La prime à la conversion automobile devrait être complétée par une prime à la mobilité durable qui permettrait aux personnes de choisir des modes de déplacement plus durables comme l’autopartage, le recours au vélo ou les transports en commun.

Rendre les transports plus accessibles aux personnes défavorisées

Pour assurer l’accessibilité des transports en commun aux ménages défavorisés, une « tarification solidaire » en fonction des revenus pourrait être adoptée. À Strasbourg, cela a permis d’augmenter de 20% le nombre d’abonnés au réseau de transports publics, ce qui a permis de compenser le coût financier de cette mesure.

Réserver des voies aux mobilités plus propres 

En aménageant des voies réservées aux transports durables sur les périphériques et les autoroutes, le gouvernement renforcera l’usage du covoiturage, des véhicules à faibles émissions et des transports collectifs. 

Mettre un terme à la commercialisation de voitures diesel ou essence 

La Loi prévoit que la France se donne pour objectif de mettre fin à la vente des véhicules neufs roulant aux énergies fossiles d’ici 2040 et de viser la décarbonation des transports terrestres en 2050. Pour rendre cet engagement crédible, l’interdiction des ventes de véhicules diesel et essence aurait dû être avancée à un horizon 2030 pour maintenir la hausse des températures à 1,5°C.

Evaluer la qualité de l’air avant toute construction de grand projet routier

Les futurs grands projets routiers devront au préalable évaluer l’impact de la construction et du trafic routier sur la pollution de l’air, notamment les conséquences qui en résulteront pour les enfants vivant à proximité de ces axes.

Ce qui n’a pas vraiment évolué : 

Renforcer les connaissances concernant l’exposition des enfants à la pollution de l’air et les conséquences sanitaires.

Croiser les cartes recensant les lieux d’accueil d’enfants et les cartes recensant les niveaux de pollution permettrait de connaître plus finement l’exposition d’enfants.
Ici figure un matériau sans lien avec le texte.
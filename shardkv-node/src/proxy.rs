use std::time::Duration;

use axum::body::{boxed, Body, Full};
use axum::http::header::{self, HeaderName};
use axum::http::{HeaderValue, Request, Uri};
use axum::response::Response;
use hyper::client::HttpConnector;
use hyper::Client;

use crate::error::ForwardError;

/// Marks a request which has already been forwarded by another node.
pub const FORWARDED_HEADER: &str = "x-shardkv-forwarded";

#[derive(Clone)]
/// Relays requests for keys owned by other shards to the owning node.
///
/// The upstream response is copied back as is, including error responses.
pub(crate) struct Forwarder {
    client: Client<HttpConnector>,
    timeout: Duration,
}

impl Forwarder {
    pub(crate) fn new(timeout: Duration) -> Self {
        Self {
            client: Client::new(),
            timeout,
        }
    }

    /// Sends the request to `addr` and returns the upstream response.
    ///
    /// Method, path, query and end to end headers are kept.
    pub(crate) async fn forward(
        &self,
        addr: &str,
        req: Request<Body>,
    ) -> Result<Response, ForwardError> {
        let (parts, body) = req.into_parts();
        let path_and_query = parts
            .uri
            .path_and_query()
            .map(|pq| pq.as_str())
            .unwrap_or("/");
        let uri: Uri = format!("http://{addr}{path_and_query}").parse()?;

        let mut upstream = Request::builder().method(parts.method).uri(uri);
        for (name, value) in parts.headers.iter() {
            if name == header::HOST || is_hop_by_hop(name) {
                continue;
            }
            upstream = upstream.header(name, value);
        }
        let upstream = upstream
            .header(FORWARDED_HEADER, HeaderValue::from_static("1"))
            .body(body)?;

        let call = async {
            let response = self.client.request(upstream).await?;
            let (parts, body) = response.into_parts();
            let body = hyper::body::to_bytes(body).await?;
            Ok::<_, hyper::Error>((parts, body))
        };

        let (parts, body) = tokio::time::timeout(self.timeout, call)
            .await
            .map_err(|_| ForwardError::Timeout(self.timeout))??;

        let mut response = hyper::Response::builder().status(parts.status);
        for (name, value) in parts.headers.iter() {
            if name == header::CONTENT_LENGTH || is_hop_by_hop(name) {
                continue;
            }
            response = response.header(name, value);
        }

        Ok(response.body(boxed(Full::from(body)))?)
    }
}

fn is_hop_by_hop(name: &HeaderName) -> bool {
    name == header::CONNECTION
        || name == header::TRANSFER_ENCODING
        || name == header::TE
        || name == header::TRAILER
        || name == header::UPGRADE
        || name == header::PROXY_AUTHORIZATION
        || name.as_str() == "keep-alive"
}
Cela permettra à terme de prendre des mesures appropriées pour limiter l’exposition des enfants à la pollution.

Recenser les bonnes pratiques

Un travail de recensement des bonnes pratiques mises en place par les collectivités et/ou les établissements scolaires pour réduire l’exposition des élèves à la pollution de l’air profitera à toutes et tous. Ces bonnes pratiques pourraient ainsi être déclinées, en particulier dans les établissements situés dans les zones les plus exposées.

Informer les parents et les enfants sur la pollution de l’air

Des actions de sensibilisation devront être menées dans les écoles pour que les enfants connaissent les enjeux de la pollution de l’air et soient au courant des mesures collectives et individuelles à mettre en œuvre pour réduire les émissions et l’exposition.